We made our way back down and went into the museum. This consisted of a veiy modern treatment of the interior passageways and displays of art work rescued from the ceiling of the old home of an important family. These were discovered when the house was being destroyed, and they were renewed for study and display. Artifacts found in the area were also on display and ranged from stone age pottery to ancient coins. We then proceeded on to an interesting but not very informative movie, in English, about the history of the fortress.

Hurrying from the museum we caught the train to Locarno. There we transferred to the bus to Losone where we were soon joined by the Idyll group for the Spaghetti Dinner at the Hotel Belvedere Grotto... Before eating we sat outside under an arbor and watched as groups of local men played cards. There were bocce ball courts at the grotto, and we formed 2 teams and learned to play the game. Each team member has two stone balls. A tiny stone ball is thrown out and is the target. A member of the first team bowls a ball and tries to be as close to the target as possible. The other team then tries to get closer. The away team keeps bowling until it gets one ball closer. Then it’s the other team’s turn. When all of the away team’s balls are gone, the close team gets to finish roiling its balls. Points are then awarded for all balls closer than those of the opponents. It’s a lot of fun. After the game we had a delicious salad and spaghetti al pesto, accompanied by good conversation. It was really fun to hear other people’s experiences.

We took the bus home and posed in the apartment hall for pictures with our neighbors. I wrote my journal to the rhythm of a jazz accompaniment that was taking place outside our window.

Tuesday, June 29, 1999

The much heralded Strada degli Alpi (Road of the Alps) was our goal today, so we took the post bus from Bellinzona to Airolo and watched the valley recede as we rode the lift from there to Pescium where the walk begins. The view from the top was gorgeous - the village in the valley below looked Lilliputian from where we stood. In the snow capped mountains on the other side, a stream, fed by a foaming waterfall, created a cleavage between the steep green clad slopes. Our path, at 1745 meters high, was wide and fairly level. The silence all around us was broken only by bird songs and the occasional buzzing of an industrious bee among the masses of blue and yellow wildflowers in the fields that surrounded us.

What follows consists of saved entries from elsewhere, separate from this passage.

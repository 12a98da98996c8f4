//! Property-based tests for complete transfers
//!
//! Random window sizes, transfer lengths and scripted impairments. Whatever
//! the link does, every transfer must complete, deliver each packet exactly
//! once in order, and never exceed the window.

use arq_protocol::packet::PacketType;
use arq_protocol::{ArqConfig, Endpoint, GbnReceiver, GbnSender, SrReceiver, SrSender};
use arq_sim::{
    Impairment, LinkConfig, Side, SimConfig, Simulation, TraceEvent, TraceKind,
};
use bytes::Bytes;
use proptest::prelude::*;
use std::collections::BTreeSet;
use std::time::Duration;

#[derive(Debug, Clone, Copy)]
enum Mode {
    GoBackN,
    SelectiveRepeat,
}

fn mode_strategy() -> impl Strategy<Value = Mode> {
    prop_oneof![Just(Mode::GoBackN), Just(Mode::SelectiveRepeat)]
}

fn impairment_strategy() -> impl Strategy<Value = Impairment> {
    prop_oneof![
        3 => (0u32..20, 1u32..=3).prop_map(|(seq, n)| Impairment::drop_data(seq, n)),
        2 => (0u32..20, 1u32..=2).prop_map(|(seq, n)| Impairment::drop_ack(seq, n)),
        1 => (0u32..20, 1u64..3000)
            .prop_map(|(seq, ms)| Impairment::delay_data(seq, Duration::from_millis(ms))),
        1 => (0u32..20, 1u64..3000)
            .prop_map(|(seq, ms)| Impairment::delay_ack(seq, Duration::from_millis(ms))),
    ]
}

fn payloads(count: u32) -> Vec<Bytes> {
    (0..count).map(|i| Bytes::from(vec![i as u8; 64])).collect()
}

/// Check that every data transmission stays inside the window implied by
/// the acknowledgements the sender had seen at that point
fn check_window_bound(trace: &[TraceEvent], window: u32, mode: Mode) -> Result<(), TestCaseError> {
    let mut base = 0u32;
    let mut acked = BTreeSet::new();

    for event in trace.iter().filter(|e| e.side == Side::Sender) {
        match event.kind {
            TraceKind::Received {
                packet_type: PacketType::Ack,
                seq,
            } => match mode {
                Mode::GoBackN => base = base.max(seq.as_raw() + 1),
                Mode::SelectiveRepeat => {
                    acked.insert(seq.as_raw());
                    while acked.contains(&base) {
                        base += 1;
                    }
                }
            },
            TraceKind::Sent {
                packet_type: PacketType::Data,
                seq,
            }
            | TraceKind::Dropped {
                packet_type: PacketType::Data,
                seq,
            } => {
                prop_assert!(
                    seq.as_raw() < base + window,
                    "seq {} sent with base {} and window {} at {}",
                    seq,
                    base,
                    window,
                    event.at
                );
            }
            _ => {}
        }
    }
    Ok(())
}

fn check_transfer<S: Endpoint, R: Endpoint>(
    mut sim: Simulation<S, R>,
    impairments: &[Impairment],
    window: u32,
    count: u32,
    mode: Mode,
) -> Result<(), TestCaseError> {
    for impairment in impairments {
        sim.impair(*impairment);
    }
    let report = sim.run().unwrap();

    prop_assert!(report.sender_complete, "transfer did not complete: {:?}", report);
    prop_assert_eq!(sim.delivered_seqs(), (0..count).collect::<Vec<_>>());
    let delivered: Vec<_> = sim.delivered().iter().map(|d| d.payload.clone()).collect();
    prop_assert_eq!(delivered, payloads(count));
    prop_assert_eq!(sim.live_timers(), 0);
    check_window_bound(sim.trace(), window, mode)
}

proptest! {
    #![proptest_config(ProptestConfig::with_cases(64))]

    #[test]
    fn prop_transfer_completes_in_order(
        mode in mode_strategy(),
        window in 1u32..=6,
        count in 1u32..=20,
        impairments in prop::collection::vec(impairment_strategy(), 0..6),
    ) {
        let config = ArqConfig::new(window, Duration::from_secs(2))
            .with_packet_count(count)
            .with_packet_size(64);
        let sim_config = SimConfig::symmetric(LinkConfig::default())
            .with_stop_time(Duration::from_secs(600));

        match mode {
            Mode::GoBackN => {
                let sender = GbnSender::with_payloads(config, payloads(count)).unwrap();
                let sim = Simulation::new(sender, GbnReceiver::new(), sim_config);
                check_transfer(sim, &impairments, window, count, mode)?;
            }
            Mode::SelectiveRepeat => {
                let sender = SrSender::with_payloads(config, payloads(count)).unwrap();
                let sim = Simulation::new(sender, SrReceiver::new(), sim_config);
                check_transfer(sim, &impairments, window, count, mode)?;
            }
        }
    }

    #[test]
    fn prop_lossless_transfer_never_retransmits(
        window in 1u32..=8,
        count in 1u32..=30,
    ) {
        let config = ArqConfig::new(window, Duration::from_secs(2))
            .with_packet_count(count)
            .with_packet_size(64);

        let sender = GbnSender::with_payloads(config, payloads(count)).unwrap();
        let mut gbn = Simulation::new(sender, GbnReceiver::new(), SimConfig::default());
        gbn.run().unwrap();
        prop_assert_eq!(gbn.sender().stats().packets_retransmitted, 0);
        prop_assert_eq!(gbn.sender().stats().packets_sent, count as u64);

        let sender = SrSender::with_payloads(config, payloads(count)).unwrap();
        let mut sr = Simulation::new(sender, SrReceiver::new(), SimConfig::default());
        sr.run().unwrap();
        prop_assert_eq!(sr.sender().stats().packets_retransmitted, 0);
        prop_assert_eq!(sr.receiver().stats().out_of_order, 0);
    }
}
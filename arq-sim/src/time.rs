//! Virtual time for the simulator
//!
//! Provides the simulated clock used for event ordering, packet timestamps and
//! timer expiry. Nothing here reads the wall clock.

use std::fmt;
use std::ops::{Add, Sub};
use std::time::Duration;

/// Virtual timestamp in microseconds since the start of the run
#[derive(Debug, Clone, Copy, PartialEq, Eq, PartialOrd, Ord, Hash, Default)]
pub struct Timestamp(u64);

impl Timestamp {
    /// Start of the run
    pub const ZERO: Timestamp = Timestamp(0);

    /// Create a timestamp from microseconds since the start of the run
    #[inline]
    pub fn from_micros(micros: u64) -> Self {
        Timestamp(micros)
    }

    /// Create a timestamp from an offset since the start of the run
    ///
    /// Offsets beyond `u64::MAX` microseconds saturate.
    pub fn from_duration(offset: Duration) -> Self {
        Timestamp(offset.as_micros().try_into().unwrap_or(u64::MAX))
    }

    /// Microseconds since the start of the run
    #[inline]
    pub fn as_micros(&self) -> u64 {
        self.0
    }

    /// Offset since the start of the run
    #[inline]
    pub fn as_duration(&self) -> Duration {
        Duration::from_micros(self.0)
    }

    /// Calculate duration since an earlier timestamp, zero if `earlier` is later
    #[inline]
    pub fn saturating_duration_since(&self, earlier: Timestamp) -> Duration {
        Duration::from_micros(self.0.saturating_sub(earlier.0))
    }
}

impl Add<Duration> for Timestamp {
    type Output = Timestamp;

    fn add(self, duration: Duration) -> Timestamp {
        let micros: u64 = duration.as_micros().try_into().unwrap_or(u64::MAX);
        Timestamp(self.0.saturating_add(micros))
    }
}

impl Sub for Timestamp {
    type Output = Duration;

    fn sub(self, other: Timestamp) -> Duration {
        self.saturating_duration_since(other)
    }
}

impl fmt::Display for Timestamp {
    fn fmt(&self, f: &mut fmt::Formatter<'_>) -> fmt::Result {
        write!(f, "{}.{:06}s", self.0 / 1_000_000, self.0 % 1_000_000)
    }
}

/// Monotonic virtual clock owned by the event loop
#[derive(Debug, Clone, Default)]
pub struct VirtualClock {
    now: Timestamp,
}

impl VirtualClock {
    pub fn new() -> Self {
        Self::default()
    }

    /// Current virtual time
    #[inline]
    pub fn now(&self) -> Timestamp {
        self.now
    }

    /// Jump forward to `at`
    ///
    /// The clock never moves backwards; an earlier `at` leaves it unchanged.
    pub fn advance_to(&mut self, at: Timestamp) {
        if at > self.now {
            self.now = at;
        }
    }
}

/// Time a frame of `bytes` occupies a link running at `rate_bps`
///
/// Rounded up to whole microseconds; a zero rate means no serialization delay.
pub fn transmission_time(bytes: usize, rate_bps: u64) -> Duration {
    if rate_bps == 0 {
        return Duration::ZERO;
    }
    let bits = bytes as u128 * 8 * 1_000_000;
    let micros = (bits + rate_bps as u128 - 1) / rate_bps as u128;
    Duration::from_micros(micros.try_into().unwrap_or(u64::MAX))
}

#[cfg(test)]
mod tests {
    use super::*;

    #[test]
    fn test_timestamp_arithmetic() {
        let ts1 = Timestamp::from_duration(Duration::from_secs(1));
        let ts2 = ts1 + Duration::from_millis(10);

        assert_eq!(ts2.as_micros(), 1_010_000);
        assert_eq!(ts2 - ts1, Duration::from_millis(10));
        assert_eq!(ts1 - ts2, Duration::ZERO);
    }

    #[test]
    fn test_timestamp_display() {
        let ts = Timestamp::from_micros(3_000_250);
        assert_eq!(ts.to_string(), "3.000250s");
    }

    #[test]
    fn test_clock_never_goes_backwards() {
        let mut clock = VirtualClock::new();
        clock.advance_to(Timestamp::from_micros(500));
        clock.advance_to(Timestamp::from_micros(100));
        assert_eq!(clock.now(), Timestamp::from_micros(500));
    }

    #[test]
    fn test_transmission_time() {
        // 1036 bytes at 1 Mbps = 8288 us
        assert_eq!(
            transmission_time(1036, 1_000_000),
            Duration::from_micros(8288)
        );
        // Rounds up
        assert_eq!(transmission_time(1, 3_000_000), Duration::from_micros(3));
        assert_eq!(transmission_time(1000, 0), Duration::ZERO);
    }
}
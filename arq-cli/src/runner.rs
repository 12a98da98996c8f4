//! Run one simulated transfer from a [`Config`]

use crate::config::{Config, ConfigError, Protocol};
use arq_protocol::endpoint::{Endpoint, SenderState};
use arq_protocol::go_back_n::{GbnReceiver, GbnSender};
use arq_protocol::selective_repeat::{SrReceiver, SrSender};
use arq_protocol::stats::{ReceiverStats, SenderStats};
use arq_protocol::ConfigError as ArqConfigError;
use arq_sim::simulation::{Delivery, SimError, SimReport, Simulation};
use arq_sim::time::Timestamp;
use bytes::Bytes;
use std::time::Duration;
use thiserror::Error;
use tracing::info;

/// Transfer errors
#[derive(Error, Debug)]
pub enum RunError {
    #[error(transparent)]
    Config(#[from] ConfigError),

    #[error("Invalid transfer parameters: {0}")]
    Transfer(#[from] ArqConfigError),

    #[error("Simulation failed: {0}")]
    Sim(#[from] SimError),
}

/// Outcome of one transfer
#[derive(Debug, Clone)]
pub struct TransferSummary {
    pub protocol: Protocol,
    pub packet_count: u32,
    /// Configured retransmission timeout
    pub timeout: Duration,
    /// When the sender started transmitting
    pub sender_start: Duration,
    pub report: SimReport,
    pub sender_state: SenderState,
    pub sender: SenderStats,
    pub receiver: ReceiverStats,
    /// Every packet delivered exactly once, in order, with its original bytes
    pub delivered_intact: bool,
    /// When the last payload reached the application
    pub last_delivery: Option<Timestamp>,
}

/// Payload for packet `index`: `size` bytes of the low byte of `index`
///
/// Distinct per packet so that delivery order and content can be checked.
pub fn payload_for(index: u32, size: usize) -> Bytes {
    Bytes::from(vec![index as u8; size])
}

fn payloads(count: u32, size: usize) -> Vec<Bytes> {
    (0..count).map(|i| payload_for(i, size)).collect()
}

fn delivered_intact(delivered: &[Delivery], count: u32, size: usize) -> bool {
    delivered.len() == count as usize
        && delivered
            .iter()
            .zip(0..count)
            .all(|(d, i)| d.seq.as_raw() == i && d.payload == payload_for(i, size))
}

fn simulate<S, R>(
    sender: S,
    receiver: R,
    config: &Config,
) -> Result<(Simulation<S, R>, SimReport), RunError>
where
    S: Endpoint,
    R: Endpoint,
{
    let impairments = config.impairments()?;
    let mut sim = Simulation::new(sender, receiver, config.sim_config()?);
    for impairment in impairments {
        sim.impair(impairment);
    }
    let report = sim.run()?;
    Ok((sim, report))
}

/// Run the transfer described by `config`
pub fn run(config: &Config) -> Result<TransferSummary, RunError> {
    let arq = config.arq_config()?;
    let protocol = config.transfer.protocol;
    let data = payloads(arq.packet_count, arq.packet_size);

    info!(
        "{} transfer: {} packets of {} bytes, window {}, timeout {:?}",
        protocol, arq.packet_count, arq.packet_size, arq.window_size, arq.timeout
    );

    let (report, sender_state, sender, receiver, delivered) = match protocol {
        Protocol::Gbn => {
            let sender = GbnSender::with_payloads(arq, data)?;
            let (sim, report) = simulate(sender, GbnReceiver::new(), config)?;
            (
                report,
                sim.sender().state(),
                sim.sender().stats().clone(),
                sim.receiver().stats().clone(),
                sim.delivered().to_vec(),
            )
        }
        Protocol::Sr => {
            let sender = SrSender::with_payloads(arq, data)?;
            let (sim, report) = simulate(sender, SrReceiver::new(), config)?;
            (
                report,
                sim.sender().state(),
                sim.sender().stats().clone(),
                sim.receiver().stats().clone(),
                sim.delivered().to_vec(),
            )
        }
    };

    Ok(TransferSummary {
        protocol,
        packet_count: arq.packet_count,
        timeout: arq.timeout,
        sender_start: Duration::from_millis(config.schedule.sender_start_ms),
        report,
        sender_state,
        sender,
        receiver,
        delivered_intact: delivered_intact(&delivered, arq.packet_count, arq.packet_size),
        last_delivery: delivered.last().map(|d| d.at),
    })
}

#[cfg(test)]
mod tests {
    use super::*;
    use crate::config::DropRule;

    #[test]
    fn test_default_transfer_completes() {
        for protocol in [Protocol::Gbn, Protocol::Sr] {
            let mut config = Config::default();
            config.transfer.protocol = protocol;

            let summary = run(&config).unwrap();
            assert_eq!(summary.sender_state, SenderState::Completed);
            assert!(summary.delivered_intact);
            assert_eq!(summary.sender.packets_retransmitted, 0);
        }
    }

    #[test]
    fn test_example_recovers_from_loss() {
        for protocol in [Protocol::Gbn, Protocol::Sr] {
            let mut config = Config::example();
            config.transfer.protocol = protocol;

            let summary = run(&config).unwrap();
            assert!(summary.report.sender_complete, "{} did not complete", protocol);
            assert!(summary.delivered_intact);
            assert!(summary.sender.timeouts >= 1);
            assert_eq!(summary.report.forward.dropped, 1);
        }
    }

    #[test]
    fn test_retry_limit_aborts_transfer() {
        let mut config = Config::default();
        config.transfer.max_retransmissions = Some(1);
        config.drops.push(DropRule {
            seq: 0,
            count: 5,
            ack: false,
        });

        let summary = run(&config).unwrap();
        assert_eq!(summary.sender_state, SenderState::Aborted);
        assert!(!summary.delivered_intact);
        assert!(summary.last_delivery.is_none());
    }

    #[test]
    fn test_out_of_range_drop_reported_as_error() {
        let mut config = Config::default();
        config.drops.push(DropRule {
            seq: 1_073_741_824,
            count: 1,
            ack: false,
        });
        assert!(matches!(
            run(&config),
            Err(RunError::Config(ConfigError::Invalid(_)))
        ));
    }

    #[test]
    fn test_oversized_transfer_rejected() {
        let mut config = Config::default();
        config.transfer.packet_count = 1_000_000_000;
        assert!(matches!(
            run(&config),
            Err(RunError::Config(ConfigError::Invalid(_)))
        ));
    }

    #[test]
    fn test_invalid_config_rejected() {
        let mut config = Config::default();
        config.transfer.timeout_ms = 0;
        assert!(matches!(run(&config), Err(RunError::Config(_))));
    }
}
//! One-way simulated link with scripted impairments
//!
//! A link models a point-to-point channel: each frame is serialized at the
//! link rate behind any frame still on the wire, then propagates for a fixed
//! delay. Losses and extra delays are never random; they are scripted per
//! data sequence or per acknowledged value so that runs are reproducible.

use crate::time::{transmission_time, Timestamp};
use arq_protocol::packet::{Packet, PacketType};
use arq_protocol::sequence::SeqNumber;
use std::fmt;
use std::time::Duration;
use tracing::debug;

/// Default propagation delay
pub const DEFAULT_DELAY: Duration = Duration::from_millis(10);

/// Default link rate (1 Mbps)
pub const DEFAULT_RATE_BPS: u64 = 1_000_000;

/// Static link characteristics
#[derive(Debug, Clone, Copy, PartialEq, Eq)]
pub struct LinkConfig {
    /// One-way propagation delay
    pub delay: Duration,
    /// Link rate in bits per second; zero disables serialization delay
    pub rate_bps: u64,
}

impl LinkConfig {
    pub fn new(delay: Duration, rate_bps: u64) -> Self {
        LinkConfig { delay, rate_bps }
    }

    /// Link with propagation delay only
    pub fn with_delay(delay: Duration) -> Self {
        LinkConfig { delay, rate_bps: 0 }
    }
}

impl Default for LinkConfig {
    fn default() -> Self {
        LinkConfig {
            delay: DEFAULT_DELAY,
            rate_bps: DEFAULT_RATE_BPS,
        }
    }
}

/// Which packets an impairment applies to
#[derive(Debug, Clone, Copy, PartialEq, Eq)]
pub enum Target {
    /// Data packet carrying this sequence number
    Data(SeqNumber),
    /// Acknowledgement of this value
    Ack(SeqNumber),
}

impl Target {
    fn matches(&self, packet: &Packet) -> bool {
        match (self, packet.packet_type()) {
            (Target::Data(seq), PacketType::Data) | (Target::Ack(seq), PacketType::Ack) => {
                *seq == packet.seq_number()
            }
            _ => false,
        }
    }
}

impl fmt::Display for Target {
    fn fmt(&self, f: &mut fmt::Formatter<'_>) -> fmt::Result {
        match self {
            Target::Data(seq) => write!(f, "data {}", seq),
            Target::Ack(seq) => write!(f, "ACK {}", seq),
        }
    }
}

/// What an impairment does to a matching packet
#[derive(Debug, Clone, Copy, PartialEq, Eq)]
pub enum Action {
    /// Lose the packet
    Drop,
    /// Hold the packet back by an extra delay, reordering it behind later
    /// traffic
    Delay(Duration),
}

/// Scripted impairment applied to the next `count` matching transmissions
#[derive(Debug, Clone, Copy, PartialEq, Eq)]
pub struct Impairment {
    pub target: Target,
    pub action: Action,
    /// Matching transmissions still to be affected
    pub count: u32,
}

impl Impairment {
    /// Drop the next `count` transmissions of data packet `seq`
    pub fn drop_data(seq: u32, count: u32) -> Self {
        Impairment {
            target: Target::Data(SeqNumber::new(seq)),
            action: Action::Drop,
            count,
        }
    }

    /// Drop the next `count` acknowledgements of `seq`
    pub fn drop_ack(seq: u32, count: u32) -> Self {
        Impairment {
            target: Target::Ack(SeqNumber::new(seq)),
            action: Action::Drop,
            count,
        }
    }

    /// Delay the next transmission of data packet `seq` by `extra`
    pub fn delay_data(seq: u32, extra: Duration) -> Self {
        Impairment {
            target: Target::Data(SeqNumber::new(seq)),
            action: Action::Delay(extra),
            count: 1,
        }
    }

    /// Delay the next acknowledgement of `seq` by `extra`
    pub fn delay_ack(seq: u32, extra: Duration) -> Self {
        Impairment {
            target: Target::Ack(SeqNumber::new(seq)),
            action: Action::Delay(extra),
            count: 1,
        }
    }
}

/// Per-link counters
#[derive(Debug, Clone, Copy, Default, PartialEq, Eq)]
pub struct LinkStats {
    /// Frames handed to the link
    pub offered: u64,
    /// Frames put on the wire
    pub carried: u64,
    /// Frames lost to a scripted drop
    pub dropped: u64,
    /// Frames held back by a scripted delay
    pub delayed: u64,
    /// Bytes put on the wire
    pub bytes: u64,
}

/// One direction of the simulated channel
#[derive(Debug, Clone)]
pub struct Link {
    config: LinkConfig,
    impairments: Vec<Impairment>,
    /// When the transmitter finishes the frame currently on the wire
    busy_until: Timestamp,
    stats: LinkStats,
}

impl Link {
    pub fn new(config: LinkConfig) -> Self {
        Link {
            config,
            impairments: Vec::new(),
            busy_until: Timestamp::ZERO,
            stats: LinkStats::default(),
        }
    }

    pub fn config(&self) -> &LinkConfig {
        &self.config
    }

    pub fn stats(&self) -> &LinkStats {
        &self.stats
    }

    /// Script an impairment
    pub fn impair(&mut self, impairment: Impairment) {
        if impairment.count > 0 {
            self.impairments.push(impairment);
        }
    }

    /// Impairments not yet used up
    pub fn pending_impairments(&self) -> &[Impairment] {
        &self.impairments
    }

    /// Take the first impairment matching `packet`, consuming one use of it
    fn take_action(&mut self, packet: &Packet) -> Option<Action> {
        let index = self
            .impairments
            .iter()
            .position(|imp| imp.target.matches(packet))?;
        let impairment = &mut self.impairments[index];
        let action = impairment.action;
        impairment.count -= 1;
        if impairment.count == 0 {
            self.impairments.remove(index);
        }
        Some(action)
    }

    /// Offer a frame of `wire_len` bytes at `now`
    ///
    /// Returns the arrival time at the far end, or `None` if the frame is
    /// dropped. A dropped frame never occupies the wire.
    pub fn transmit(&mut self, now: Timestamp, packet: &Packet, wire_len: usize) -> Option<Timestamp> {
        self.stats.offered += 1;

        let extra = match self.take_action(packet) {
            Some(Action::Drop) => {
                self.stats.dropped += 1;
                debug!("link dropped {} {}", packet.packet_type(), packet.seq_number());
                return None;
            }
            Some(Action::Delay(extra)) => {
                self.stats.delayed += 1;
                debug!(
                    "link delaying {} {} by {:?}",
                    packet.packet_type(),
                    packet.seq_number(),
                    extra
                );
                extra
            }
            None => Duration::ZERO,
        };

        let start = now.max(self.busy_until);
        let done = start + transmission_time(wire_len, self.config.rate_bps);
        self.busy_until = done;
        self.stats.carried += 1;
        self.stats.bytes += wire_len as u64;

        Some(done + self.config.delay + extra)
    }
}
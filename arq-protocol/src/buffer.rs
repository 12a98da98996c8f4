//! Payload storage for the sender and the Selective-Repeat receiver
//!
//! The sender keeps every payload for the life of the transfer so that a
//! retransmission resends exactly the bytes of the original transmission.
//! The receiver-side [`ReorderBuffer`] holds payloads that arrived ahead of a
//! gap until the gap is filled.

use crate::sequence::SeqNumber;
use bytes::Bytes;
use std::collections::BTreeMap;

/// Immutable per-sequence payload store with transmission counts
#[derive(Debug, Clone)]
pub struct SendBuffer {
    /// Payload for each sequence number, indexed by sequence
    payloads: Vec<Bytes>,
    /// Number of times each sequence has been transmitted
    send_counts: Vec<u32>,
}

impl SendBuffer {
    /// Create a buffer holding the given payloads, one per sequence number
    pub fn new(payloads: Vec<Bytes>) -> Self {
        let send_counts = vec![0; payloads.len()];
        SendBuffer {
            payloads,
            send_counts,
        }
    }

    /// Create a buffer of `count` zero-filled payloads of `size` bytes
    pub fn zeroed(count: u32, size: usize) -> Self {
        let zeros = Bytes::from(vec![0u8; size]);
        Self::new(vec![zeros; count as usize])
    }

    /// Number of packets in the transfer
    pub fn len(&self) -> usize {
        self.payloads.len()
    }

    pub fn is_empty(&self) -> bool {
        self.payloads.is_empty()
    }

    /// Payload for `seq`
    pub fn get(&self, seq: SeqNumber) -> Option<&Bytes> {
        self.payloads.get(seq.as_index())
    }

    /// Record a transmission of `seq`, returning its total transmission count
    pub fn record_send(&mut self, seq: SeqNumber) -> u32 {
        match self.send_counts.get_mut(seq.as_index()) {
            Some(count) => {
                *count += 1;
                *count
            }
            None => 0,
        }
    }

    /// Number of times `seq` has been transmitted
    pub fn send_count(&self, seq: SeqNumber) -> u32 {
        self.send_counts.get(seq.as_index()).copied().unwrap_or(0)
    }
}

/// Out-of-order arrivals waiting for a gap to be filled
#[derive(Debug, Default, Clone)]
pub struct ReorderBuffer {
    pending: BTreeMap<SeqNumber, Bytes>,
}

impl ReorderBuffer {
    pub fn new() -> Self {
        Self::default()
    }

    /// Buffer an early arrival
    ///
    /// Returns false if `seq` was already buffered; the first copy is kept.
    pub fn insert(&mut self, seq: SeqNumber, payload: Bytes) -> bool {
        use std::collections::btree_map::Entry;

        match self.pending.entry(seq) {
            Entry::Vacant(slot) => {
                slot.insert(payload);
                true
            }
            Entry::Occupied(_) => false,
        }
    }

    /// Take the payload for `seq` out of the buffer
    pub fn remove(&mut self, seq: SeqNumber) -> Option<Bytes> {
        self.pending.remove(&seq)
    }

    pub fn contains(&self, seq: SeqNumber) -> bool {
        self.pending.contains_key(&seq)
    }

    pub fn len(&self) -> usize {
        self.pending.len()
    }

    pub fn is_empty(&self) -> bool {
        self.pending.is_empty()
    }

    /// Buffered sequence numbers, ascending
    pub fn sequences(&self) -> impl Iterator<Item = SeqNumber> + '_ {
        self.pending.keys().copied()
    }
}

Birches and larch trees grew beside the trail, thrusting their branches into the clouds that hung above.

It was easy walking for about an hour, and then the trail became very narrow. Great patches of melting snow appeared at intervals beside the path, and the sprays from waterfalls, fed by the melt, had a welcome cooling effect on this very warm day. In the distance we could hear the melodious clanging of cowbells, and the trail through the meadow was soon blocked by a herd of grazing cows who glanced at us unconcernedly before resuming their meal. We threaded our way through and were confronted by an electrified wire fence which formed the pasture boundary and cut off access to the trail.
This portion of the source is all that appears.